AVAILABLE RECORDS Start Marker

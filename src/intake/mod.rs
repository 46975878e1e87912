pub mod vision;

pub use vision::{parse_vision_response, Confidence, VisionReport};
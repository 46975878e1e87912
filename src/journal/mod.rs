mod book;
mod export;
mod goals;
mod persistence;
mod stats;

pub use book::{Journal, DEFAULT_ENTRY_LIMIT, FUZZY_MATCH_THRESHOLD};
pub use export::{daily_score_rows, write_daily_scores, write_daily_scores_csv, DailyScoreRow};
pub use goals::{
    GoalProgress, GoalStatus, Goals, CLOSE_TO_GOAL_PERCENT, DEFAULT_CALORIE_GOAL,
    DEFAULT_CARBS_GOAL_G, DEFAULT_FAT_GOAL_G, DEFAULT_PROTEIN_GOAL_G,
};
pub use persistence::{load_entries, parse_entries};
pub use stats::{parse_day, Averages, DayTotals, JournalStats, DEFAULT_STATS_DAYS};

AVAILABLE RECORDS End Marker

**WHAT IS NEEDED**
Each record above should be restated word for word.

**SOLUTION FOR THIS TASK**
filename src/intake/mod.rs
repository 46975878e1e87912
pub mod vision;

pub use vision::{parse_vision_response, Confidence, VisionReport};
repository 46975878e1e87912
filename src/journal/mod.rs
mod book;
mod export;
mod goals;
mod persistence;
mod stats;

pub use book::{Journal, DEFAULT_ENTRY_LIMIT, FUZZY_MATCH_THRESHOLD};
pub use export::{daily_score_rows, write_daily_scores, write_daily_scores_csv, DailyScoreRow};
pub use goals::{
    GoalProgress, GoalStatus, Goals, CLOSE_TO_GOAL_PERCENT, DEFAULT_CALORIE_GOAL,
    DEFAULT_CARBS_GOAL_G, DEFAULT_FAT_GOAL_G, DEFAULT_PROTEIN_GOAL_G,
};
pub use persistence::{load_entries, parse_entries};
pub use stats::{parse_day, Averages, DayTotals, JournalStats, DEFAULT_STATS_DAYS};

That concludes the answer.